1. Introduction
With the dawn of new technologies and maturing of organizations, the quest for big data is being initiated by more corporations every day. In a nutshell, this means (1) combining structured data resulting from a multitude of business operations with more diverse sources holding unstructured data (2) in huge volumes (3) and in higher data refresh velocity. To deal with big data, more and more companies leverage cloud solutions, such as MS Azure. This brings about a variety of hybrid architectures, mixing and matching software from a plethora of vendors.
Ever since SAP plays an essential role in supporting business operations for numerous organizations around the world, data residing in SAP systems should be possible to extract to cloud platforms . However, for a long time the only available Azure Data Factory (ADF) connectors for SAP, as shown in Figure 1, only supported full data loads. For datasets holding millions of records, for sure not an uncommon occurrence, this type of data loading is far from optimal. Preferably, for such big datasets one would like to apply delta loading, where only new or updated records are extracted. With the traditional ADF connectors for SAP, delta loading logic can be applied through a manual and limited workaround. This workaround requires a timestamp or counter column, tracking the most recent or highest value since last extraction. Unfortunately, not all tables contain suitable timestamp or counter columns allowing the delta loading workaround.

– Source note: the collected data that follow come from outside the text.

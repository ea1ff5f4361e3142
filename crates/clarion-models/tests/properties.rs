//! Property-based tests for the speech enhancer.

use clarion_core::{AudioBlock, Config, FormatLimits, ParamId, Processor, Timing, write_param};
use clarion_models::{BYPASS, ModelSpec, SpeechEnhancer};
use proptest::prelude::*;

const SPEC: ModelSpec = ModelSpec {
    timing: Timing {
        native_sample_rate: 16_000,
        window_us: 10_000,
        lookahead_us: 5_000,
    },
    limits: FormatLimits::STANDARD,
    voice_gain: true,
};

fn input(ch: usize, frame: usize) -> f32 {
    ((ch * 37 + frame * 11) % 97) as f32 / 97.0 - 0.5
}

proptest! {
    #![proptest_config(ProptestConfig::with_cases(64))]

    /// In bypass the output is the input shifted by exactly the reported
    /// latency, whatever block sizes the host streams.
    #[test]
    fn bypass_delays_by_latency(
        num_channels in 1usize..4,
        block_sizes in prop::collection::vec(1usize..300, 1..8),
        variable in any::<bool>(),
    ) {
        let mut model = SpeechEnhancer::new(SPEC);
        let frames_hint = if variable { 0 } else { 160 };
        let config = Config::new(16_000, num_channels as u16, frames_hint)
            .with_variable_frames(variable);
        model.configure(&config).unwrap();
        write_param(&mut model, ParamId(BYPASS.id.0), 1.0).unwrap();
        let delay = model.latency_frames();

        let mut start = 0;
        for &n in &block_sizes {
            // fixed mode only accepts the configured size
            let n = if variable { n } else { 160 };
            let mut buf: Vec<f32> = (0..n * num_channels)
                .map(|i| input(i % num_channels, start + i / num_channels))
                .collect();
            let mut block = AudioBlock::interleaved(&mut buf, num_channels, n).unwrap();
            model.process(&mut block).unwrap();

            for fr in 0..n {
                let t = start + fr;
                for ch in 0..num_channels {
                    let expected = if t >= delay { input(ch, t - delay) } else { 0.0 };
                    prop_assert_eq!(buf[fr * num_channels + ch], expected);
                }
            }
            start += n;
        }
    }
}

Figure 1: Traditional ADF connectors for SAP (https://docs.microsoft.com/ – 19-08-2022)
To solve the aforementioned shortcoming regarding data loads, the ADF ODP connector was introduced on June 30th 2022. This connector leverages the SAP Operational Data Provisioning (ODP) framework[1], being able to extract data both in full and delta. See Figure 2 for all underlying SAP objects that can be extracted through the ODP framework.

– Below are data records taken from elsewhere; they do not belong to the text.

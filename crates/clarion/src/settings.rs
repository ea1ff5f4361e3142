//! Host settings file: which model to run, the license key and the format.
//!
//! ```toml
//! model = "QuailL16"
//! license_key = "my-key"
//!
//! [format]
//! sample_rate = 16000
//! num_channels = 1
//! num_frames = 160
//!
//! [parameters]
//! enhancement_level = 0.8
//! ```
//!
//! `license_key` may be omitted in favour of the `CLARION_LICENSE`
//! environment variable, and `[format]` in favour of the model's optimal
//! configuration.

use std::collections::BTreeMap;
use std::path::{Path, PathBuf};

use clarion_core::Config;
use clarion_registry::ModelType;
use serde::{Deserialize, Serialize};
use thiserror::Error;

use crate::model::{Model, Parameter};

/// Environment variable consulted when the file has no `license_key`.
pub const LICENSE_ENV: &str = "CLARION_LICENSE";

/// Errors from loading settings or building a model from them.
#[derive(Debug, Error)]
pub enum SettingsError {
    /// Failed to read a file
    #[error("failed to read file '{path}': {source}")]
    ReadFile {
        /// Path of the file that could not be read.
        path: PathBuf,
        /// Underlying I/O error.
        #[source]
        source: std::io::Error,
    },

    /// Failed to write a file
    #[error("failed to write file '{path}': {source}")]
    WriteFile {
        /// Path of the file that could not be written.
        path: PathBuf,
        /// Underlying I/O error.
        #[source]
        source: std::io::Error,
    },

    /// Failed to create a directory
    #[error("failed to create directory '{path}': {source}")]
    CreateDir {
        /// Path of the directory that could not be created.
        path: PathBuf,
        /// Underlying I/O error.
        #[source]
        source: std::io::Error,
    },

    /// Failed to parse TOML
    #[error("failed to parse TOML: {0}")]
    TomlParse(#[from] toml::de::Error),

    /// Failed to serialize TOML
    #[error("failed to serialize TOML: {0}")]
    TomlSerialize(#[from] toml::ser::Error),

    /// No key in the file or the environment
    #[error("no license key in settings or $CLARION_LICENSE")]
    MissingLicense,

    /// `[parameters]` names something the model does not expose
    #[error("unknown parameter '{0}'")]
    UnknownParameter(String),

    /// The model refused the settings
    #[error(transparent)]
    Model(#[from] clarion_core::Error),
}

impl SettingsError {
    /// Create a read file error.
    pub fn read_file(path: impl Into<PathBuf>, source: std::io::Error) -> Self {
        SettingsError::ReadFile {
            path: path.into(),
            source,
        }
    }

    /// Create a write file error.
    pub fn write_file(path: impl Into<PathBuf>, source: std::io::Error) -> Self {
        SettingsError::WriteFile {
            path: path.into(),
            source,
        }
    }

    /// Create a create directory error.
    pub fn create_dir(path: impl Into<PathBuf>, source: std::io::Error) -> Self {
        SettingsError::CreateDir {
            path: path.into(),
            source,
        }
    }
}

/// Parsed settings document.
#[derive(Debug, Clone, PartialEq, Serialize, Deserialize)]
pub struct Settings {
    /// Variant to create.
    pub model: ModelType,
    /// License key; falls back to [`LICENSE_ENV`].
    #[serde(default, skip_serializing_if = "Option::is_none")]
    pub license_key: Option<String>,
    /// Format; falls back to the model's optimal configuration.
    #[serde(default, skip_serializing_if = "Option::is_none")]
    pub format: Option<Config>,
    /// Enhancement parameter values by string id (`bypass`,
    /// `enhancement_level`, `voice_gain`).
    #[serde(default, skip_serializing_if = "BTreeMap::is_empty")]
    pub parameters: BTreeMap<String, f32>,
}

impl Settings {
    /// Settings for `model` with everything else defaulted.
    pub fn new(model: ModelType) -> Self {
        Self {
            model,
            license_key: None,
            format: None,
            parameters: BTreeMap::new(),
        }
    }

    /// Load settings from a TOML file.
    pub fn load(path: impl AsRef<Path>) -> Result<Self, SettingsError> {
        let path = path.as_ref();
        let content =
            std::fs::read_to_string(path).map_err(|e| SettingsError::read_file(path, e))?;
        Self::from_toml(&content)
    }

    /// Load settings from a TOML string.
    pub fn from_toml(toml_str: &str) -> Result<Self, SettingsError> {
        Ok(toml::from_str(toml_str)?)
    }

    /// Save settings to a TOML file, creating parent directories.
    pub fn save(&self, path: impl AsRef<Path>) -> Result<(), SettingsError> {
        let path = path.as_ref();
        if let Some(parent) = path.parent()
            && !parent.as_os_str().is_empty()
            && !parent.exists()
        {
            std::fs::create_dir_all(parent).map_err(|e| SettingsError::create_dir(parent, e))?;
        }
        std::fs::write(path, self.to_toml()?).map_err(|e| SettingsError::write_file(path, e))
    }

    /// Serialize to a TOML string.
    pub fn to_toml(&self) -> Result<String, SettingsError> {
        Ok(toml::to_string_pretty(self)?)
    }

    /// The license key from the file, else from [`LICENSE_ENV`].
    pub fn license_key(&self) -> Option<String> {
        self.license_key
            .clone()
            .or_else(|| std::env::var(LICENSE_ENV).ok())
            .filter(|k| !k.is_empty())
    }

    /// Creates and initializes the configured model and applies
    /// `[parameters]`.
    pub fn create_model(&self) -> Result<Model, SettingsError> {
        let key = self.license_key().ok_or(SettingsError::MissingLicense)?;
        let mut model = Model::create(self.model, &key)?;
        let config = self.format.unwrap_or_else(|| model.optimal_config());
        model.initialize_config(&config)?;

        for (name, &value) in &self.parameters {
            let parameter = model
                .find_parameter(name)
                .ok_or_else(|| SettingsError::UnknownParameter(name.clone()))?;
            model.set_parameter(parameter, value)?;
        }
        Ok(model)
    }
}
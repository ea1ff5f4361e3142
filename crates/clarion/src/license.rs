//! License key checks performed at model creation.

/// Decides whether a license key may create a model.
///
/// Returns a short static reason on rejection; it ends up in
/// [`Error::LicenseRejected`](clarion_core::Error::LicenseRejected).
/// Closures of the right shape implement this trait.
pub trait LicenseCheck {
    /// Accepts or rejects `key`.
    fn check(&self, key: &str) -> Result<(), &'static str>;
}

impl<F> LicenseCheck for F
where
    F: Fn(&str) -> Result<(), &'static str>,
{
    fn check(&self, key: &str) -> Result<(), &'static str> {
        self(key)
    }
}

/// The default check: a well-formed key.
///
/// Non-empty, at most [`KeyFormat::MAX_LEN`] bytes, printable ASCII with no
/// whitespace.
#[derive(Debug, Clone, Copy, Default)]
pub struct KeyFormat;

impl KeyFormat {
    /// Longest accepted key in bytes.
    pub const MAX_LEN: usize = 1024;
}

impl LicenseCheck for KeyFormat {
    fn check(&self, key: &str) -> Result<(), &'static str> {
        if key.is_empty() {
            return Err("empty key");
        }
        if key.len() > Self::MAX_LEN {
            return Err("key too long");
        }
        if !key.bytes().all(|b| b.is_ascii_graphic()) {
            return Err("key contains whitespace or non-printable characters");
        }
        Ok(())
    }
}

#[cfg(test)]
mod tests {
    use super::*;

    #[test]
    fn key_format() {
        assert_eq!(KeyFormat.check("valid-key"), Ok(()));
        assert_eq!(KeyFormat.check(""), Err("empty key"));
        assert!(KeyFormat.check("has space").is_err());
        assert!(KeyFormat.check("tab\tkey").is_err());
        assert!(KeyFormat.check("ключ").is_err());
        assert!(KeyFormat.check(&"k".repeat(1024)).is_ok());
        assert_eq!(KeyFormat.check(&"k".repeat(1025)), Err("key too long"));
    }

    #[test]
    fn closure_check() {
        let only_demo = |key: &str| if key == "demo" { Ok(()) } else { Err("not demo") };
        assert!(only_demo.check("demo").is_ok());
        assert_eq!(only_demo.check("valid-key"), Err("not demo"));
    }
}
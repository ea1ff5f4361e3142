//! Clarion Core - the contract shared by clarion audio models
//!
//! Real-time speech models plug into the clarion runtime through the types in
//! this crate. Nothing here allocates on the processing path.
//!
//! # Building Blocks
//!
//! - [`Processor`] - object-safe in-place transform a model implements
//! - [`Config`], [`FormatLimits`], [`Timing`] - audio format, accepted ranges, native timing
//! - [`AudioBlock`] - borrowed view over interleaved, sequential or planar audio
//! - [`ParamDescriptor`], [`ParameterInfo`] - bounded, id-addressed parameters
//! - [`Smoother`] - click-free parameter transitions
//! - [`LatencyLine`] - multi-channel lookahead delay
//! - [`Error`], [`ErrorCode`] - failure kinds and their stable numeric codes
//!
//! # Example
//!
//! ```rust
//! use clarion_core::{AudioBlock, Config, FormatLimits};
//!
//! let config = Config::new(48_000, 2, 4);
//! FormatLimits::STANDARD.validate(&config).unwrap();
//!
//! let mut samples = [0.0_f32; 8];
//! let block = AudioBlock::interleaved(&mut samples, 2, 4).unwrap();
//! config.check_channels(block.num_channels()).unwrap();
//! config.check_frames(block.num_frames()).unwrap();
//! ```

pub mod buffer;
pub mod delay;
pub mod error;
pub mod format;
pub mod math;
pub mod param;
pub mod param_info;
pub mod processor;

pub use buffer::{AudioBlock, Layout};
pub use delay::LatencyLine;
pub use error::{Error, ErrorCode, Result};
pub use format::{Config, FormatLimits, Timing, frames_for_us};
pub use math::one_pole_coeff;
pub use param::Smoother;
pub use param_info::{ParamDescriptor, ParamId, ParamUnit, ParameterInfo, read_param, write_param};
pub use processor::Processor;
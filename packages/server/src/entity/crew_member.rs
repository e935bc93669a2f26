use sea_orm::entity::prelude::*;
use serde::{Deserialize, Serialize};

/// A profile credited on a film in some role. (movie, profile, role) is unique.
#[sea_orm::model]
#[derive(Clone, Debug, PartialEq, Eq, DeriveEntityModel, Serialize, Deserialize)]
#[sea_orm(table_name = "crew_member")]
pub struct Model {
    #[sea_orm(primary_key)]
    pub id: i32,

    #[sea_orm(indexed)]
    pub movie_id: i32,
    #[sea_orm(belongs_to, from = "movie_id", to = "id")]
    pub movie: HasOne<super::movie::Entity>,

    pub profile_id: i32,
    #[sea_orm(belongs_to, from = "profile_id", to = "id")]
    pub profile: HasOne<super::profile::Entity>,

    pub role_id: i32,
    #[sea_orm(belongs_to, from = "role_id", to = "id")]
    pub role: HasOne<super::crew_role::Entity>,
}

impl ActiveModelBehavior for ActiveModel {}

Figure 2: SAP ODP Artefacts for Extraction (https://techcommunity.microsoft.com/ – 19-08-2022)
To illustrate how the extractor works, we have built a short use case as depicted in the next chapter. For (re)building the use case yourself, please take note of the prerequisites in the appendix.
2. Use Case – Data Flow
The use case is based on a 2-step Sales & Distribution (SD) flow. As depicted in figure 3 below, our use case will only exist of a simple process, where (1) a sales order is created, and (2) the order is delivered and goods receipt is booked in a delivery document.
Figure 3: Sales Order Flow (https://sap-certification.info/sd – 19-08-2022)
In below step-by-step guide, we only focused on transactional data flows for sales orders and deliveries. As this was sufficient to test the delta capabilities of the ODP extractor. To go through an entire SD flow, although nice from an esthetic point of view, is unnecessary. Therefore data is not loaded for extractor 2LIS_13_VDITM, since that holds billing documents. Moreover, the same steps can be applied for master data delta loads.
Step 1: Create ADF flow as indicated in the appendix – prerequisites Azure.
Step 2: Load initial data to desired platform, e.g. Azure Data Lake Services (ADLS) or Structured Query Language Database (SQL DB).
- Trigger ADF pipeline created in step 1. This generates the following files:
Figure 4: Result Initial Data Extraction in ADLS2
Step 3: Create new sales order scheduled for delivery in S/4HANA (S4) (trx VA01)
Figure 5: Display of Standard Order Created in S4 (trx VA03)
Step 4: Load updated sales order data to Azure.
- New changes are captured in LIS queue (LBWQ). Run job for LIS application 11 – Sales Documents (LBWE).
- Trigger ADF pipeline created in step 1.
Figure 6: Result Sales Order Data Extraction to ADSL2
Only for sales documents data has been added. The sales order created in step 3.
Figure 7: Example of Sales Order Delta Extraction
To illustrate, no extra delivery documents are available. Therefore, a new file is created with header info.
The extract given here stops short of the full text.